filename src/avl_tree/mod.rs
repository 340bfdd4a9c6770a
//! Self-balancing binary search tree where the heights of the two child subtrees of any node
//! differ by at most one.

mod node;
mod set;
mod tree;

pub use self::set::{AvlSet, AvlSetIntoIter, AvlSetIter};
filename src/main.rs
#[macro_use]
extern crate log;

use balanced_trees::avl_tree::AvlSet;
use balanced_trees::red_black_tree::RedBlackSet;
use simplelog::{ColorChoice, Config, LevelFilter, TermLogger, TerminalMode};
use std::env;
use std::str::FromStr;

const LOG_LEVEL_VAR: &str = "BALANCED_TREES_LOG";

fn log_level() -> LevelFilter {
    match env::var(LOG_LEVEL_VAR) {
        Ok(value) => LevelFilter::from_str(&value).unwrap_or_else(|_| {
            eprintln!("Unknown log level {:?} in {}, using info.", value, LOG_LEVEL_VAR);
            LevelFilter::Info
        }),
        Err(_) => LevelFilter::Info,
    }
}

fn join<'a, I>(keys: I) -> String
where
    I: IntoIterator<Item = &'a u32>,
{
    keys.into_iter()
        .map(|key| key.to_string())
        .collect::<Vec<String>>()
        .join(" ")
}

fn run_avl() {
    let mut set = AvlSet::new();
    for key in &[30, 24, 20] {
        set.insert(*key);
    }

    println!("Initial avl tree:");
    print!("{}", set.shape());
    println!("\nIn-order: {}", join(&set));

    set.insert(31);
    println!("\nAfter inserting 31:");
    print!("{}", set.shape());

    set.remove(&35);
    println!("\nAfter removing 35:");
    print!("{}", set.shape());
    info!("avl tree holds {} keys with height {}", set.len(), set.height());
}

fn run_red_black() {
    let mut set = RedBlackSet::new();
    for key in &[10, 20, 30, 15, 25] {
        set.insert(*key);
    }

    println!("\nRed black tree in-order: {}", join(&set));
    info!(
        "red black tree holds {} keys with black height {}",
        set.len(),
        set.black_height(),
    );
}

fn main() {
    if let Err(err) = TermLogger::init(
        log_level(),
        Config::default(),
        TerminalMode::Stderr,
        ColorChoice::Auto,
    ) {
        eprintln!("Failed to initialize logger: {}", err);
    }

    run_avl();
    run_red_black();
}
//! Self-balancing binary search tree that uses a color bit to ensure that the tree remains
//! approximately balanced during insertions.
//!
//! Only insertion and lookups are supported; keys cannot be removed from a red black set.

mod node;
mod set;
mod tree;

pub use self::node::Color;
pub use self::set::{RedBlackSet, RedBlackSetIntoIter, RedBlackSetIter};
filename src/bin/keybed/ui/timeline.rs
//! Arrangement timeline widget - recorded notes with playhead and selection

use ratatui::{
    layout::Rect,
    style::{Color, Modifier, Style},
    text::{Line, Span},
    widgets::{Block, Borders, Paragraph},
    Frame,
};

use keybed::keymap;

use super::UiState;

/// Render the arrangement: a time ruler, a lane of note markers, and a
/// scrolling event list with the current selection highlighted.
pub fn render_timeline(frame: &mut Frame, area: Rect, state: &UiState) {
    let title = if state.status.is_recording {
        " Arrangement ● REC "
    } else {
        " Arrangement "
    };
    let block = Block::default().title(title).borders(Borders::ALL);
    let inner = block.inner(area);
    frame.render_widget(block, area);

    if inner.height < 3 || inner.width < 20 {
        return;
    }

    if state.take_notes.is_empty() {
        let hint = Paragraph::new(" no take yet - press Space and play something ")
            .style(Style::default().fg(Color::DarkGray));
        frame.render_widget(hint, inner);
        return;
    }

    let width = inner.width as usize;
    let duration = state.take_duration.max(f64::EPSILON);
    let to_col = |time: f64| ((time / duration) * (width - 1) as f64) as usize;

    let mut lines = Vec::new();

    // Ruler with the playhead
    let playhead_col = if state.status.is_playing {
        Some(to_col(state.status.playhead))
    } else {
        None
    };
    let mut ruler: Vec<char> = vec!['─'; width];
    for second in 0..=duration as usize {
        let col = to_col(second as f64);
        ruler[col] = '┬';
    }
    if let Some(col) = playhead_col {
        ruler[col] = '▼';
    }
    lines.push(Line::from(Span::styled(
        ruler.into_iter().collect::<String>(),
        if playhead_col.is_some() {
            Style::default().fg(Color::Yellow)
        } else {
            Style::default().fg(Color::DarkGray)
        },
    )));

    // Note lane
    let selected = state.selected;
    let mut lane: Vec<(char, bool)> = vec![('·', false); width];
    for (i, event) in state.take_notes.iter().enumerate() {
        let col = to_col(event.time);
        lane[col] = ('◆', selected == Some(i));
    }
    lines.push(Line::from(
        lane.into_iter()
            .map(|(c, sel)| {
                Span::styled(
                    c.to_string(),
                    if sel {
                        Style::default().fg(Color::Yellow).add_modifier(Modifier::BOLD)
                    } else if c == '◆' {
                        Style::default().fg(Color::Cyan)
                    } else {
                        Style::default().fg(Color::DarkGray)
                    },
                )
            })
            .collect::<Vec<_>>(),
    ));

    // Event list, scrolled to keep the selection visible
    let list_rows = inner.height as usize - lines.len();
    let first = match selected {
        Some(i) if i >= list_rows => i + 1 - list_rows,
        _ => 0,
    };
    for (i, event) in state
        .take_notes
        .iter()
        .enumerate()
        .skip(first)
        .take(list_rows)
    {
        let is_selected = selected == Some(i);
        let marker = if is_selected { '>' } else { ' ' };
        let text = format!(
            " {} {:>2}. {:<4} at {:>5.2}s",
            marker,
            i + 1,
            keymap::name(event.note),
            event.time,
        );
        lines.push(Line::from(Span::styled(
            text,
            if is_selected {
                Style::default().fg(Color::Yellow).add_modifier(Modifier::BOLD)
            } else {
                Style::default().fg(Color::White)
            },
        )));
    }

    frame.render_widget(Paragraph::new(lines), inner);
}
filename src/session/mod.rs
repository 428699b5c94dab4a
//! Recording and playback of note takes, plus the metronome.
//!
//! Everything here is driven by the audio clock (a running sample counter
//! converted to seconds), not wall-clock timers, so playback timing is exact
//! regardless of callback size or UI frame rate.

/// Recorded note sequence with sorted, loopable playback.
pub mod arrangement;
/// Tap-tempo estimation and the tick generator.
pub mod metronome;
/// Timestamped note capture.
pub mod recorder;

pub use arrangement::{Arrangement, NoteEvent};
pub use metronome::{Metronome, TapTempo};
pub use recorder::Recorder;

::::

- EXERCISE OBJECTIVE -
Restate the whole listing exactly.

- ANSWER TO THIS EXERCISE -
filename src/avl_tree/mod.rs
repository 340bfdd4a9c6770a
//! Self-balancing binary search tree where the heights of the two child subtrees of any node
//! differ by at most one.

mod node;
mod set;
mod tree;

pub use self::set::{AvlSet, AvlSetIntoIter, AvlSetIter};
filename src/main.rs
#[macro_use]
extern crate log;

use balanced_trees::avl_tree::AvlSet;
use balanced_trees::red_black_tree::RedBlackSet;
use simplelog::{ColorChoice, Config, LevelFilter, TermLogger, TerminalMode};
use std::env;
use std::str::FromStr;

const LOG_LEVEL_VAR: &str = "BALANCED_TREES_LOG";

fn log_level() -> LevelFilter {
    match env::var(LOG_LEVEL_VAR) {
        Ok(value) => LevelFilter::from_str(&value).unwrap_or_else(|_| {
            eprintln!("Unknown log level {:?} in {}, using info.", value, LOG_LEVEL_VAR);
            LevelFilter::Info
        }),
        Err(_) => LevelFilter::Info,
    }
}

fn join<'a, I>(keys: I) -> String
where
    I: IntoIterator<Item = &'a u32>,
{
    keys.into_iter()
        .map(|key| key.to_string())
        .collect::<Vec<String>>()
        .join(" ")
}

fn run_avl() {
    let mut set = AvlSet::new();
    for key in &[30, 24, 20] {
        set.insert(*key);
    }

    println!("Initial avl tree:");
    print!("{}", set.shape());
    println!("\nIn-order: {}", join(&set));

    set.insert(31);
    println!("\nAfter inserting 31:");
    print!("{}", set.shape());

    set.remove(&35);
    println!("\nAfter removing 35:");
    print!("{}", set.shape());
    info!("avl tree holds {} keys with height {}", set.len(), set.height());
}

fn run_red_black() {
    let mut set = RedBlackSet::new();
    for key in &[10, 20, 30, 15, 25] {
        set.insert(*key);
    }

    println!("\nRed black tree in-order: {}", join(&set));
    info!(
        "red black tree holds {} keys with black height {}",
        set.len(),
        set.black_height(),
    );
}

fn main() {
    if let Err(err) = TermLogger::init(
        log_level(),
        Config::default(),
        TerminalMode::Stderr,
        ColorChoice::Auto,
    ) {
        eprintln!("Failed to initialize logger: {}", err);
    }

    run_avl();
    run_red_black();
}
//! Self-balancing binary search tree that uses a color bit to ensure that the tree remains
//! approximately balanced during insertions.
//!
//! Only insertion and lookups are supported; keys cannot be removed from a red black set.

mod node;
mod set;
mod tree;

pub use self::node::Color;
pub use self::set::{RedBlackSet, RedBlackSetIntoIter, RedBlackSetIter};
filename src/bin/keybed/ui/timeline.rs
//! Arrangement timeline widget - recorded notes with playhead and selection

use ratatui::{
    layout::Rect,
    style::{Color, Modifier, Style},
    text::{Line, Span},
    widgets::{Block, Borders, Paragraph},
    Frame,
};

use keybed::keymap;

use super::UiState;

/// Render the arrangement: a time ruler, a lane of note markers, and a
/// scrolling event list with the current selection highlighted.
pub fn render_timeline(frame: &mut Frame, area: Rect, state: &UiState) {
    let title = if state.status.is_recording {
        " Arrangement ● REC "
    } else {
        " Arrangement "
    };
    let block = Block::default().title(title).borders(Borders::ALL);
    let inner = block.inner(area);
    frame.render_widget(block, area);

    if inner.height < 3 || inner.width < 20 {
        return;
    }

    if state.take_notes.is_empty() {
        let hint = Paragraph::new(" no take yet - press Space and play something ")
            .style(Style::default().fg(Color::DarkGray));
        frame.render_widget(hint, inner);
        return;
    }

    let width = inner.width as usize;
    let duration = state.take_duration.max(f64::EPSILON);
    let to_col = |time: f64| ((time / duration) * (width - 1) as f64) as usize;

    let mut lines = Vec::new();

    // Ruler with the playhead
    let playhead_col = if state.status.is_playing {
        Some(to_col(state.status.playhead))
    } else {
        None
    };
    let mut ruler: Vec<char> = vec!['─'; width];
    for second in 0..=duration as usize {
        let col = to_col(second as f64);
        ruler[col] = '┬';
    }
    if let Some(col) = playhead_col {
        ruler[col] = '▼';
    }
    lines.push(Line::from(Span::styled(
        ruler.into_iter().collect::<String>(),
        if playhead_col.is_some() {
            Style::default().fg(Color::Yellow)
        } else {
            Style::default().fg(Color::DarkGray)
        },
    )));

    // Note lane
    let selected = state.selected;
    let mut lane: Vec<(char, bool)> = vec![('·', false); width];
    for (i, event) in state.take_notes.iter().enumerate() {
        let col = to_col(event.time);
        lane[col] = ('◆', selected == Some(i));
    }
    lines.push(Line::from(
        lane.into_iter()
            .map(|(c, sel)| {
                Span::styled(
                    c.to_string(),
                    if sel {
                        Style::default().fg(Color::Yellow).add_modifier(Modifier::BOLD)
                    } else if c == '◆' {
                        Style::default().fg(Color::Cyan)
                    } else {
                        Style::default().fg(Color::DarkGray)
                    },
                )
            })
            .collect::<Vec<_>>(),
    ));

    // Event list, scrolled to keep the selection visible
    let list_rows = inner.height as usize - lines.len();
    let first = match selected {
        Some(i) if i >= list_rows => i + 1 - list_rows,
        _ => 0,
    };
    for (i, event) in state
        .take_notes
        .iter()
        .enumerate()
        .skip(first)
        .take(list_rows)
    {
        let is_selected = selected == Some(i);
        let marker = if is_selected { '>' } else { ' ' };
        let text = format!(
            " {} {:>2}. {:<4} at {:>5.2}s",
            marker,
            i + 1,
            keymap::name(event.note),
            event.time,
        );
        lines.push(Line::from(Span::styled(
            text,
            if is_selected {
                Style::default().fg(Color::Yellow).add_modifier(Modifier::BOLD)
            } else {
                Style::default().fg(Color::White)
            },
        )));
    }

    frame.render_widget(Paragraph::new(lines), inner);
}
filename src/session/mod.rs
repository 428699b5c94dab4a
//! Recording and playback of note takes, plus the metronome.
//!
//! Everything here is driven by the audio clock (a running sample counter
//! converted to seconds), not wall-clock timers, so playback timing is exact
//! regardless of callback size or UI frame rate.

/// Recorded note sequence with sorted, loopable playback.
pub mod arrangement;
/// Tap-tempo estimation and the tick generator.
pub mod metronome;
/// Timestamped note capture.
pub mod recorder;

pub use arrangement::{Arrangement, NoteEvent};
pub use metronome::{Metronome, TapTempo};
pub use recorder::Recorder;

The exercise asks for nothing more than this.